[Records from a data source]
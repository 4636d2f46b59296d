//! Rebuild engine state from a workflow journal.
//!
//! Replay folds journaled facts through [`CadenceMachine::apply`], the same
//! transition function the live run loop uses. Facts that do not move the
//! machine (signals still in the inbox, an armed timer) are collected so the
//! resumed engine sees them again.

use std::collections::VecDeque;

use chrono::{DateTime, Utc};

use cadence_types::history::HistoryEvent;

use super::context::Signal;
use super::machine::{CadenceMachine, EngineEvent};

/// A wait step's timer that was armed but had not fired at the crash.
#[derive(Debug, Clone, Copy, PartialEq, Eq)]
pub struct ActiveTimer {
    pub cursor: usize,
    pub version: u64,
    pub fire_at: DateTime<Utc>,
}

/// How a journal was closed.
#[derive(Debug, Clone, PartialEq, Eq)]
pub enum Terminal {
    Completed,
    Failed(String),
}

/// Result of replaying a journal.
#[derive(Debug, Clone)]
pub struct ReplayState {
    pub machine: CadenceMachine,
    /// Signals received but not yet applied, oldest first.
    pub pending_signals: VecDeque<Signal>,
    pub active_timer: Option<ActiveTimer>,
    /// Sequence number the next received signal gets.
    pub next_signal_seq: u64,
    pub terminal: Option<Terminal>,
}

impl ReplayState {
    /// Whether the workflow needs to be resumed.
    pub fn is_open(&self) -> bool {
        self.terminal.is_none()
    }
}

#[derive(Debug, thiserror::Error, PartialEq, Eq)]
pub enum ReplayError {
    #[error("journal for {0} is empty")]
    Empty(String),

    #[error("journal for {0} does not begin with workflow_started")]
    MissingStart(String),

    #[error("journal for {workflow_id} applies unknown signal {seq}")]
    UnknownSignal { workflow_id: String, seq: u64 },

    /// A step completion was journaled for a cursor the machine is not at.
    #[error("journal for {workflow_id} diverged: {event} at cursor {journaled}, machine at {actual}")]
    Diverged {
        workflow_id: String,
        event: &'static str,
        journaled: usize,
        actual: usize,
    },
}

/// Fold `events` (in journal order) into a [`ReplayState`].
pub fn replay(
    workflow_id: &str,
    events: impl IntoIterator<Item = HistoryEvent>,
) -> Result<ReplayState, ReplayError> {
    let mut events = events.into_iter();

    let machine = match events.next() {
        Some(HistoryEvent::WorkflowStarted { input }) => CadenceMachine::new(workflow_id, input),
        Some(_) => return Err(ReplayError::MissingStart(workflow_id.to_string())),
        None => return Err(ReplayError::Empty(workflow_id.to_string())),
    };

    let mut replayed = ReplayState {
        machine,
        pending_signals: VecDeque::new(),
        active_timer: None,
        next_signal_seq: 1,
        terminal: None,
    };

    for event in events {
        let kind = event.kind();
        match event {
            HistoryEvent::WorkflowStarted { .. } => {
                return Err(ReplayError::MissingStart(workflow_id.to_string()));
            }
            HistoryEvent::SignalReceived { seq, actions } => {
                replayed.next_signal_seq = replayed.next_signal_seq.max(seq + 1);
                replayed.pending_signals.push_back(Signal { seq, actions });
            }
            HistoryEvent::MutationApplied { seq } => {
                let position = replayed
                    .pending_signals
                    .iter()
                    .position(|s| s.seq == seq)
                    .ok_or_else(|| ReplayError::UnknownSignal {
                        workflow_id: workflow_id.to_string(),
                        seq,
                    })?;
                let signal = replayed.pending_signals.remove(position).ok_or_else(|| {
                    ReplayError::UnknownSignal {
                        workflow_id: workflow_id.to_string(),
                        seq,
                    }
                })?;
                replayed
                    .machine
                    .apply(EngineEvent::MutationReceived(signal.actions));
                replayed.active_timer = None;
            }
            HistoryEvent::MessageSent { cursor, .. } | HistoryEvent::TimerFired { cursor } => {
                let actual = replayed.machine.state().cursor;
                if cursor != actual {
                    return Err(ReplayError::Diverged {
                        workflow_id: workflow_id.to_string(),
                        event: kind,
                        journaled: cursor,
                        actual,
                    });
                }
                replayed.machine.apply(EngineEvent::StepCompleted);
                replayed.active_timer = None;
            }
            HistoryEvent::TimerStarted {
                cursor,
                version,
                fire_at,
            } => {
                replayed.active_timer = Some(ActiveTimer {
                    cursor,
                    version,
                    fire_at,
                });
            }
            HistoryEvent::WorkflowCompleted => {
                replayed.machine.finish();
                replayed.terminal = Some(Terminal::Completed);
            }
            HistoryEvent::WorkflowFailed { error } => {
                replayed.terminal = Some(Terminal::Failed(error));
            }
        }
    }

    Ok(replayed)
}

// ---------------------------------------------------------------------------
// Tests
// ---------------------------------------------------------------------------
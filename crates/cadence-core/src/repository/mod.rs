//! Repository trait definitions (ports).
//!
//! These traits define the storage interface that the infrastructure layer
//! (cadence-infra) implements. The core crate never depends on any
//! specific storage technology.

pub mod cadence;
pub mod enrollment;
pub mod history;
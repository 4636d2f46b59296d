//! Enrollment coordinator.
//!
//! Binds a contact to a cadence by starting one engine instance per
//! enrollment, and routes status queries and step-list replacements to that
//! instance. Every substrate-facing operation consults the
//! [`ConnectionManager`] first; a transport failure seen mid-call is reported
//! back to it so the background loop reconnects.

use std::sync::Arc;

use cadence_types::action::Action;
use cadence_types::enrollment::{
    CreateEnrollmentRequest, Enrollment, EnrollmentStatusView, MutationAck,
};
use cadence_types::error::{EnrollmentError, RepositoryError, SubstrateError};
use cadence_types::execution::{EngineInput, StartEngineRequest};

use crate::repository::cadence::CadenceRepository;
use crate::repository::enrollment::EnrollmentRepository;
use crate::substrate::{ConnectionManager, SubstrateClient};

pub struct EnrollmentCoordinator<C: CadenceRepository, E: EnrollmentRepository, S: SubstrateClient> {
    cadences: C,
    enrollments: E,
    substrate: S,
    connection: Arc<ConnectionManager>,
    task_queue: String,
}

impl<C, E, S> EnrollmentCoordinator<C, E, S>
where
    C: CadenceRepository,
    E: EnrollmentRepository,
    S: SubstrateClient,
{
    pub fn new(
        cadences: C,
        enrollments: E,
        substrate: S,
        connection: Arc<ConnectionManager>,
        task_queue: impl Into<String>,
    ) -> Self {
        Self {
            cadences,
            enrollments,
            substrate,
            connection,
            task_queue: task_queue.into(),
        }
    }

    pub fn connection(&self) -> &Arc<ConnectionManager> {
        &self.connection
    }

    /// Enroll a contact: snapshot the cadence's steps into a new engine.
    pub async fn enroll(
        &self,
        request: CreateEnrollmentRequest,
    ) -> Result<Enrollment, EnrollmentError> {
        self.ensure_connected()?;

        let cadence = self
            .cadences
            .get(&request.cadence_id)
            .await
            .map_err(storage)?
            .ok_or_else(|| EnrollmentError::CadenceNotFound(request.cadence_id.clone()))?;

        let enrollment = Enrollment::new(&cadence.id, request.contact_email);

        // Recorded before the engine starts, removed again if it does not.
        self.enrollments
            .create(&enrollment)
            .await
            .map_err(storage)?;

        let started = self
            .substrate
            .start_engine(StartEngineRequest {
                workflow_id: enrollment.workflow_id.clone(),
                task_queue: self.task_queue.clone(),
                input: EngineInput {
                    actions: cadence.steps,
                    subject_contact: enrollment.contact_email.clone(),
                    definition_id: cadence.id,
                },
            })
            .await;

        if let Err(err) = started {
            if let Err(rollback) = self.enrollments.delete(&enrollment.id).await {
                tracing::error!(
                    enrollment_id = enrollment.id.as_str(),
                    error = %rollback,
                    "failed to remove enrollment after engine start failed"
                );
            }
            return Err(self.substrate_error(err));
        }

        tracing::info!(
            enrollment_id = enrollment.id.as_str(),
            workflow_id = enrollment.workflow_id.as_str(),
            cadence_id = enrollment.cadence_id.as_str(),
            "contact enrolled"
        );
        Ok(enrollment)
    }

    /// Live status of an enrollment, degraded when the substrate cannot answer.
    pub async fn status(&self, id: &str) -> Result<EnrollmentStatusView, EnrollmentError> {
        let enrollment = self.find(id).await?;

        if !self.connection.is_connected() {
            let detail = self.connection.detail();
            return Ok(EnrollmentStatusView::disconnected(enrollment, detail));
        }

        match self.substrate.query_state(&enrollment.workflow_id).await {
            Ok(state) => Ok(EnrollmentStatusView::live(enrollment, state)),
            Err(err) => {
                self.connection.report_failure(&err);
                tracing::warn!(
                    enrollment_id = id,
                    workflow_id = enrollment.workflow_id.as_str(),
                    error = %err,
                    "failed to query engine state"
                );
                Ok(EnrollmentStatusView::unknown(enrollment, err.to_string()))
            }
        }
    }

    /// Replace a running enrollment's steps.
    pub async fn update_cadence(
        &self,
        id: &str,
        steps: Vec<Action>,
    ) -> Result<MutationAck, EnrollmentError> {
        self.ensure_connected()?;
        let enrollment = self.find(id).await?;

        let steps_len = steps.len();
        self.substrate
            .signal_mutate(&enrollment.workflow_id, steps)
            .await
            .map_err(|e| self.substrate_error(e))?;

        tracing::info!(
            enrollment_id = id,
            workflow_id = enrollment.workflow_id.as_str(),
            steps = steps_len,
            "mutation signal sent"
        );
        Ok(MutationAck {
            success: true,
            enrollment_id: enrollment.id,
        })
    }

    async fn find(&self, id: &str) -> Result<Enrollment, EnrollmentError> {
        self.enrollments
            .get(id)
            .await
            .map_err(storage)?
            .ok_or_else(|| EnrollmentError::NotFound(id.to_string()))
    }

    fn ensure_connected(&self) -> Result<(), EnrollmentError> {
        if self.connection.is_connected() {
            Ok(())
        } else {
            Err(EnrollmentError::Unavailable(self.connection.detail()))
        }
    }

    fn substrate_error(&self, err: SubstrateError) -> EnrollmentError {
        self.connection.report_failure(&err);
        match err {
            SubstrateError::Unavailable(msg) => EnrollmentError::Unavailable(msg),
            SubstrateError::WorkflowNotFound(id) => EnrollmentError::WorkflowNotFound(id),
            other => EnrollmentError::Substrate(other.to_string()),
        }
    }
}

fn storage(err: RepositoryError) -> EnrollmentError {
    EnrollmentError::StorageError(err.to_string())
}

// ---------------------------------------------------------------------------
// Tests
// ---------------------------------------------------------------------------
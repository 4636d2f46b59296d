//! Logging mailer.
//!
//! Stands in for a real email provider: every delivery is written to the log
//! and acknowledged with a generated confirmation id. Receipts are remembered
//! per idempotency key so a retried or replayed step is not delivered twice.
//!
//! The receipt memory is bounded. When it outgrows its capacity the older
//! half is forgotten; a retry only ever repeats a recent key.

use std::sync::Arc;
use std::sync::atomic::{AtomicU64, Ordering};

use cadence_core::engine::context::{DeliveryError, MessageSender};
use cadence_types::execution::{SendReceipt, SendRequest};
use chrono::Utc;
use dashmap::DashMap;
use dashmap::mapref::entry::Entry;
use uuid::Uuid;

/// Receipts remembered by [`LogMailer::new`].
pub const DEFAULT_RECEIPT_CAPACITY: usize = 10_000;

#[derive(Debug, Clone)]
pub struct LogMailer {
    /// Idempotency key -> (delivery sequence, receipt).
    receipts: Arc<DashMap<String, (u64, SendReceipt)>>,
    deliveries: Arc<AtomicU64>,
    capacity: usize,
}

impl Default for LogMailer {
    fn default() -> Self {
        Self::with_capacity(DEFAULT_RECEIPT_CAPACITY)
    }
}

impl LogMailer {
    pub fn new() -> Self {
        Self::default()
    }

    pub fn with_capacity(capacity: usize) -> Self {
        Self {
            receipts: Arc::new(DashMap::new()),
            deliveries: Arc::new(AtomicU64::new(0)),
            capacity: capacity.max(2),
        }
    }

    /// Number of distinct deliveries performed.
    pub fn delivered_count(&self) -> usize {
        self.deliveries.load(Ordering::SeqCst) as usize
    }

    /// Number of receipts currently remembered for deduplication.
    pub fn remembered(&self) -> usize {
        self.receipts.len()
    }

    /// Forget the older half of the receipts once over capacity.
    fn evict(&self) {
        if self.receipts.len() <= self.capacity {
            return;
        }
        let newest = self.deliveries.load(Ordering::SeqCst);
        let keep = (self.capacity / 2) as u64;
        self.receipts.retain(|_, (seq, _)| *seq + keep > newest);
        tracing::debug!(remembered = self.receipts.len(), "receipt memory trimmed");
    }
}

impl MessageSender for LogMailer {
    async fn send(&self, request: &SendRequest) -> Result<SendReceipt, DeliveryError> {
        if request.to.trim().is_empty() {
            return Err(DeliveryError::Rejected("recipient is empty".to_string()));
        }

        let receipt = match self.receipts.entry(request.idempotency_key.clone()) {
            Entry::Occupied(existing) => {
                tracing::debug!(
                    idempotency_key = request.idempotency_key.as_str(),
                    "duplicate delivery suppressed"
                );
                return Ok(existing.get().1.clone());
            }
            Entry::Vacant(slot) => {
                let receipt = SendReceipt {
                    success: true,
                    confirmation_id: confirmation_id(),
                    timestamp: Utc::now(),
                };
                tracing::info!(
                    to = request.to.as_str(),
                    subject = request.subject.as_str(),
                    body = request.body.as_str(),
                    confirmation_id = receipt.confirmation_id.as_str(),
                    "message delivered"
                );
                let seq = self.deliveries.fetch_add(1, Ordering::SeqCst) + 1;
                slot.insert((seq, receipt.clone()));
                receipt
            }
        };

        self.evict();
        Ok(receipt)
    }
}

/// `msg_<unix millis>_<9 random hex chars>`.
fn confirmation_id() -> String {
    let suffix = Uuid::new_v4().simple().to_string();
    format!("msg_{}_{}", Utc::now().timestamp_millis(), &suffix[..9])
}
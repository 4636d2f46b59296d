//! Event bus for engine lifecycle notifications.
//!
//! Provides an `EventBus` that distributes `CadenceEvent` messages to all
//! subscribers via a `tokio::sync::broadcast` channel.

pub mod bus;

pub use bus::EventBus;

▶ REQUIRED ACTION
Could you set down, word for word, only the lines above from the line with "pub fn connection(&self)" to the line with "let cadence = self", including both?

▶ WRITTEN RESPONSE
    pub fn connection(&self) -> &Arc<ConnectionManager> {
        &self.connection
    }

    /// Enroll a contact: snapshot the cadence's steps into a new engine.
    pub async fn enroll(
        &self,
        request: CreateEnrollmentRequest,
    ) -> Result<Enrollment, EnrollmentError> {
        self.ensure_connected()?;

        let cadence = self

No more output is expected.